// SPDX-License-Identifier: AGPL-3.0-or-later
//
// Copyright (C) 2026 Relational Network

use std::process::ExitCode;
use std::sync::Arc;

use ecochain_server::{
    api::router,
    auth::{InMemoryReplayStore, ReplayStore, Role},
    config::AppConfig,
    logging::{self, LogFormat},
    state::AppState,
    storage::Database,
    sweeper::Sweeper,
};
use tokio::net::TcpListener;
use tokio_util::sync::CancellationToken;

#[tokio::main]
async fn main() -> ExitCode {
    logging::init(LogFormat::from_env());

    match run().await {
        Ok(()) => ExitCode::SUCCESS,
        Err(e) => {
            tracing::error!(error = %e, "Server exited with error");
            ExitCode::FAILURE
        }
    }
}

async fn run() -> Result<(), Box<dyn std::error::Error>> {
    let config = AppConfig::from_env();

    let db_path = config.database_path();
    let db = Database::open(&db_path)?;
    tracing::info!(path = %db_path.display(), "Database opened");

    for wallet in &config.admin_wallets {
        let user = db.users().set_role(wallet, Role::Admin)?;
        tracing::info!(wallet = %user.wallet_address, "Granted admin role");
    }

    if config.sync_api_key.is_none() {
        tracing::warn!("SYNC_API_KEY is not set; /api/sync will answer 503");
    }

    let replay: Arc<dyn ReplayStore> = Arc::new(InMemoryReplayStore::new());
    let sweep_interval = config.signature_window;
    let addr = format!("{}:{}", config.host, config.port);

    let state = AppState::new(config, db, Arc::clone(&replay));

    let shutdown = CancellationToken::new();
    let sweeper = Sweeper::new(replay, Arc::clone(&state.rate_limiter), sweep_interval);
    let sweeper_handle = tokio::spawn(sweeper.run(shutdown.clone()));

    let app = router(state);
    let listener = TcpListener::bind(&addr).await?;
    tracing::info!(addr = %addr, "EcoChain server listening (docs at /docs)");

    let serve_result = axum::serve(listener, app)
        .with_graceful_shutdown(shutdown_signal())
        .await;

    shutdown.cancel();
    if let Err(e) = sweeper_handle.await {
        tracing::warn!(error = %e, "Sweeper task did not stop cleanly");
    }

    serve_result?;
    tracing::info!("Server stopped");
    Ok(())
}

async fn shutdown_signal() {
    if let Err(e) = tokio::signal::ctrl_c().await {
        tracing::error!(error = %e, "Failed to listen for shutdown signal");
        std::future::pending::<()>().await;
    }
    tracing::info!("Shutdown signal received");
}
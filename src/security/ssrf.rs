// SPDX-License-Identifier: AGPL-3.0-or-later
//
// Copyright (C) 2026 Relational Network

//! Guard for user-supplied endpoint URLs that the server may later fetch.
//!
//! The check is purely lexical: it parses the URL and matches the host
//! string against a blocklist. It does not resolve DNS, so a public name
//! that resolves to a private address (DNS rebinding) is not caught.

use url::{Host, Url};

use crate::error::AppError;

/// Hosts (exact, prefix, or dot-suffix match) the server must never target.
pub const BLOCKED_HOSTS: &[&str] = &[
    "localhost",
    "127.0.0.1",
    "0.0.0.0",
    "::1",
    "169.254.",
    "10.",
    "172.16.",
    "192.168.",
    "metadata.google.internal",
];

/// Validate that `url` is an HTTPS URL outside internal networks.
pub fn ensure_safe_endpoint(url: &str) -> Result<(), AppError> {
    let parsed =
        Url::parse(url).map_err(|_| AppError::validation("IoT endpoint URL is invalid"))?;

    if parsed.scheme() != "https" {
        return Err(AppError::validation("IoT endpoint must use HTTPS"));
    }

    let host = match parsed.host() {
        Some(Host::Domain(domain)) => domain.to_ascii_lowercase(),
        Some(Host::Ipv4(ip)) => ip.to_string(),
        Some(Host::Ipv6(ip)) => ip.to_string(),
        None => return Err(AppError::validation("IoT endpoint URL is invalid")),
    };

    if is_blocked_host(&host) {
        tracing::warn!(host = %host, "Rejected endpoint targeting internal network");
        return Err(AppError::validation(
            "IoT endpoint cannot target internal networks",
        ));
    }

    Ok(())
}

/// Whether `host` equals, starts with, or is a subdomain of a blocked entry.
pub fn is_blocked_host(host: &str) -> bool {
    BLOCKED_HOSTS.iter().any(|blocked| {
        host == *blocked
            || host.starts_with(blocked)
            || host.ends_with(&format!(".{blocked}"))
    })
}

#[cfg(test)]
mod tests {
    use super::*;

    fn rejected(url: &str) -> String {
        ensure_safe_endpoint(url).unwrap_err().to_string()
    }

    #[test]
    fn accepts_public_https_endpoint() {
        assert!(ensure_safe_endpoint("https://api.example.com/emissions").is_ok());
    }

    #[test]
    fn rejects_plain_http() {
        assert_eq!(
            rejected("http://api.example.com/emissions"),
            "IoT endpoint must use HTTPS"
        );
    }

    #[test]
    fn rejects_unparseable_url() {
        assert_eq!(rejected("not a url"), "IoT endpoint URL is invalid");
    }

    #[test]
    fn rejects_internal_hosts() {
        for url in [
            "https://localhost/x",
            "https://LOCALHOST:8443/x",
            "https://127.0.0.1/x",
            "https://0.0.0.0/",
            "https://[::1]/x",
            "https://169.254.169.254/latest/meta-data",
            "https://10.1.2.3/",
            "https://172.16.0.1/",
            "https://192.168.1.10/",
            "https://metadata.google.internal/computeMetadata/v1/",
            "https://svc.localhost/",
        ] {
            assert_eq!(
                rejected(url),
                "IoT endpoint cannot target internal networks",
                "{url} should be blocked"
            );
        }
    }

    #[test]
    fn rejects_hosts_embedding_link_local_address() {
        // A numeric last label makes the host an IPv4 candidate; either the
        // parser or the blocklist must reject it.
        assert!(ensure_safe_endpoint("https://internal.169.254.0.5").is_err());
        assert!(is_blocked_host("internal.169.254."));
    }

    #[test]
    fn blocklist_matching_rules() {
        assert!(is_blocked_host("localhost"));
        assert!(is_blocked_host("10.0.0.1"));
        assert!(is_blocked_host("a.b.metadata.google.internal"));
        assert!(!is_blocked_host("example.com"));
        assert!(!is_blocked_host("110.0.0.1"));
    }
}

---

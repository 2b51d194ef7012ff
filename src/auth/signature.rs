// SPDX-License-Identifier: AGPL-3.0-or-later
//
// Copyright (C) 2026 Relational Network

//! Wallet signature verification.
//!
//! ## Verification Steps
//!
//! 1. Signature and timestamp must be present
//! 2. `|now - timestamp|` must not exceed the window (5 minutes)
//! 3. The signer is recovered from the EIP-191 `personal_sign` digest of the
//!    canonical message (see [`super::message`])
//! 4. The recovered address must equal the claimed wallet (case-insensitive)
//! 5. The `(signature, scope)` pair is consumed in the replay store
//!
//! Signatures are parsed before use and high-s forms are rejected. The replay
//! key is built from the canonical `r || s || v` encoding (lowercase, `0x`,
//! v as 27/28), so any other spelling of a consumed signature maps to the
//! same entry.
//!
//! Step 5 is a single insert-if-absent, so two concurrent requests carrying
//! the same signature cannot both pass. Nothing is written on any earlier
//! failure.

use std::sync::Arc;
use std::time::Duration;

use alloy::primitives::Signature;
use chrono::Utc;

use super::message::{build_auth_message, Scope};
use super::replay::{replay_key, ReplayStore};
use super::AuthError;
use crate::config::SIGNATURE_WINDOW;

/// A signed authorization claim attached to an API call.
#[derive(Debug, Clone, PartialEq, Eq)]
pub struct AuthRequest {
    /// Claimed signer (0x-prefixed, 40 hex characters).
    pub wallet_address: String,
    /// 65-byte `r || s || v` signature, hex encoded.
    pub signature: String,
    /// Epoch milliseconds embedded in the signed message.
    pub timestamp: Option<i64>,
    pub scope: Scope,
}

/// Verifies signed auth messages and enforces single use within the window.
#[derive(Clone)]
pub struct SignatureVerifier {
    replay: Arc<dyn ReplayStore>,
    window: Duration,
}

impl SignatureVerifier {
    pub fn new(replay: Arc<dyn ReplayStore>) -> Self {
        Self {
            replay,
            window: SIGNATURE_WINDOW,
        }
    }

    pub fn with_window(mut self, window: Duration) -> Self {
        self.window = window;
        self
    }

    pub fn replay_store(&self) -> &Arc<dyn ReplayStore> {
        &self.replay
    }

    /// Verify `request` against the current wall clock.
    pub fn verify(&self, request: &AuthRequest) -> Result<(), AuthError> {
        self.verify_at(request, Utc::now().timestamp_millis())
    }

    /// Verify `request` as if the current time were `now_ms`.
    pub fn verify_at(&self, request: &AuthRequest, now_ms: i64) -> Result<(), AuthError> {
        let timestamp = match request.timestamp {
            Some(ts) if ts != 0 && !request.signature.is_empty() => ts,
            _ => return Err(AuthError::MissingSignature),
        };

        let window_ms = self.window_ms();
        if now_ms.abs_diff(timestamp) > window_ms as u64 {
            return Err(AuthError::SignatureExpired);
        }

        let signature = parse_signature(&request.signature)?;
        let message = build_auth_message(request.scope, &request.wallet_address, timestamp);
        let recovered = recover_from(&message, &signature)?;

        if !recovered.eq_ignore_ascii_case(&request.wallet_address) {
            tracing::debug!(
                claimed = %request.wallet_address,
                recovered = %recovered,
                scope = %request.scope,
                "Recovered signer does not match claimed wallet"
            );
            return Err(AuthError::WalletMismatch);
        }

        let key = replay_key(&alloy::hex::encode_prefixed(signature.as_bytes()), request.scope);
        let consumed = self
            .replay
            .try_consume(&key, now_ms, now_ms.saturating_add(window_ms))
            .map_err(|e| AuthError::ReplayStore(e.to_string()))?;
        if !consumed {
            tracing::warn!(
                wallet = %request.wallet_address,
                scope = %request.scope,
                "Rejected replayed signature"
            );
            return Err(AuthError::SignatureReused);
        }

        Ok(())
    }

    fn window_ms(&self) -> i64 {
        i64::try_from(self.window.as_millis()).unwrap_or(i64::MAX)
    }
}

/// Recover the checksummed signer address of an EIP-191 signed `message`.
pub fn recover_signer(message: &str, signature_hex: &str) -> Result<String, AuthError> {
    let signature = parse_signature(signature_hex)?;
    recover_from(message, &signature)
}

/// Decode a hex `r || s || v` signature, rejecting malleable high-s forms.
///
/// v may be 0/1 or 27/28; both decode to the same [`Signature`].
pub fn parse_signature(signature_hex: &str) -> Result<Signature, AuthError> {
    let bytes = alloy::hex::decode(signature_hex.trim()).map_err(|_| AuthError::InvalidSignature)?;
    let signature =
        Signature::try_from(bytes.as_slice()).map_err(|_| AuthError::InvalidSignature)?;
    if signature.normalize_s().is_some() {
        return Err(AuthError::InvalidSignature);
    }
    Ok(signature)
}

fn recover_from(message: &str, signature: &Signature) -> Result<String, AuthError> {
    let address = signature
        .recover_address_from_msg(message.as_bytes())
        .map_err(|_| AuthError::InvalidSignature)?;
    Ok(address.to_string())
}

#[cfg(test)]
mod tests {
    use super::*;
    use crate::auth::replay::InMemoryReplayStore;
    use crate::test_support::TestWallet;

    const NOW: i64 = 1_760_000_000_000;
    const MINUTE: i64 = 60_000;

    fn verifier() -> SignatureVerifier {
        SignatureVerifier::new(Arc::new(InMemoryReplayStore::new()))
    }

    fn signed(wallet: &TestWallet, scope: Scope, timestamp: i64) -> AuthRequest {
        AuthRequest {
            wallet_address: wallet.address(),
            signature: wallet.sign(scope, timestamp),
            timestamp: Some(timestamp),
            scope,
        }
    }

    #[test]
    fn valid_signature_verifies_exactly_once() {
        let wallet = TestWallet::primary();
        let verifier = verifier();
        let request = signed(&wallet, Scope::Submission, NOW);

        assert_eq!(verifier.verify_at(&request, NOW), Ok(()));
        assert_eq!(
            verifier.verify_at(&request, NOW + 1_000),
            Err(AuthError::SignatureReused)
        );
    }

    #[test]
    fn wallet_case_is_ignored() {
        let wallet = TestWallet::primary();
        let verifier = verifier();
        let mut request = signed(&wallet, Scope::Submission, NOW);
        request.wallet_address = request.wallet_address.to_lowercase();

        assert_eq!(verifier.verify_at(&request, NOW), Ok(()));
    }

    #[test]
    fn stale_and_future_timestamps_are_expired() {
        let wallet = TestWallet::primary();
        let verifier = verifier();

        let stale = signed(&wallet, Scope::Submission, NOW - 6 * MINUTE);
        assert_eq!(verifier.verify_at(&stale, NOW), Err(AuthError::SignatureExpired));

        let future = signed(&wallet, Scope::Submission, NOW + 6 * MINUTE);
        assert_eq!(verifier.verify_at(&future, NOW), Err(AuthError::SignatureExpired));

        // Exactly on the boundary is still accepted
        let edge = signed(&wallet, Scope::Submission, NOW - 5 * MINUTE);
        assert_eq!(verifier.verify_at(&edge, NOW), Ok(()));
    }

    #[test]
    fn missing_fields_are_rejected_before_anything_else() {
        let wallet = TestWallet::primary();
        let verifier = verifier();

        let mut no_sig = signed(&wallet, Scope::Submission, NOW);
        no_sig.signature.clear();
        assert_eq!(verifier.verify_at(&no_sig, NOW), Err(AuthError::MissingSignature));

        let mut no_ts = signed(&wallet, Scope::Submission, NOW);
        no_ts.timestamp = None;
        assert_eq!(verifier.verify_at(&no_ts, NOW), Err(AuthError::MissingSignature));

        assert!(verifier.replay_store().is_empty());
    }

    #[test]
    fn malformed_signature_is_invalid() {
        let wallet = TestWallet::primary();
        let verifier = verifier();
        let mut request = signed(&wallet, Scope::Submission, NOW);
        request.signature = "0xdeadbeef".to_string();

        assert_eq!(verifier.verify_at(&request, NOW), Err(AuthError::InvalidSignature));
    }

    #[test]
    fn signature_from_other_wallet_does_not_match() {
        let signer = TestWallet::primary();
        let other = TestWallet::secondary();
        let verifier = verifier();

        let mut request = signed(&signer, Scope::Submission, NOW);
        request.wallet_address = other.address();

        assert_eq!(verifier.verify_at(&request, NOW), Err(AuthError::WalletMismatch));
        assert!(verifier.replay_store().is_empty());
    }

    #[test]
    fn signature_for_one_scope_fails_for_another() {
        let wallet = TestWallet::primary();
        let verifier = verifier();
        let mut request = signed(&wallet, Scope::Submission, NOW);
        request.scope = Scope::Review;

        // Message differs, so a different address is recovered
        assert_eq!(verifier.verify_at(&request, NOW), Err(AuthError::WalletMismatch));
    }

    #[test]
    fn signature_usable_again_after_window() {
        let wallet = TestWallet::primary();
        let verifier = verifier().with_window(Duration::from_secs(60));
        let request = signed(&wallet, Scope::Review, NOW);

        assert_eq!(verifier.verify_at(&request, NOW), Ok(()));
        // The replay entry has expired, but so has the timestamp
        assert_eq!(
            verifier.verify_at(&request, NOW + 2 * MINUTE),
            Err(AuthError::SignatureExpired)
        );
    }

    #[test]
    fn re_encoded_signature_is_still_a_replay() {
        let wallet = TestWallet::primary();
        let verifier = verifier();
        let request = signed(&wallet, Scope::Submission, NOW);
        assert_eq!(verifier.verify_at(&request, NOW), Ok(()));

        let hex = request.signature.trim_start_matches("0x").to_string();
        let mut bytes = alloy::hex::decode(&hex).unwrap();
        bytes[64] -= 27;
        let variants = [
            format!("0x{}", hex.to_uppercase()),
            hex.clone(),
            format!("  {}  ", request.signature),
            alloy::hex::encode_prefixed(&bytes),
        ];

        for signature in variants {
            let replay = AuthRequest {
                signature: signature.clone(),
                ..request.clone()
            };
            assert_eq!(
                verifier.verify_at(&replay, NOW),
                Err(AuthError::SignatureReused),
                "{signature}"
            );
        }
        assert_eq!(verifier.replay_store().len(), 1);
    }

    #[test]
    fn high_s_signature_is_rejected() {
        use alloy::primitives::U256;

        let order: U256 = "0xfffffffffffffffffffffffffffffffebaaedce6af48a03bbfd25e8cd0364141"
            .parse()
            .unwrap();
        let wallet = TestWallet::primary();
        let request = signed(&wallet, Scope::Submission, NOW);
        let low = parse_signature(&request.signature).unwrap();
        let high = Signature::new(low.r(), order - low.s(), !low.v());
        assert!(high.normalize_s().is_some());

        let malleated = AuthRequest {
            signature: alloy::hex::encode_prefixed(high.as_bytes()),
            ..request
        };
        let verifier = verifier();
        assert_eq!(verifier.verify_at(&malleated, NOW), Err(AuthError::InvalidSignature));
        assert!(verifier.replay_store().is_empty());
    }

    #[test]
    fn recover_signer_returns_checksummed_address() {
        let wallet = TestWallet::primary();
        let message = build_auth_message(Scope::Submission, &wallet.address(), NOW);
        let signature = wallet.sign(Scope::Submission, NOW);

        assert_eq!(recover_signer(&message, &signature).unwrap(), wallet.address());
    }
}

**What to work on:**
Every line of the listing that includes the word "order" forms the answer.

**Answer to the problem:**
        let order: U256 = "0xfffffffffffffffffffffffffffffffebaaedce6af48a03bbfd25e8cd0364141"
        let high = Signature::new(low.r(), order - low.s(), !low.v());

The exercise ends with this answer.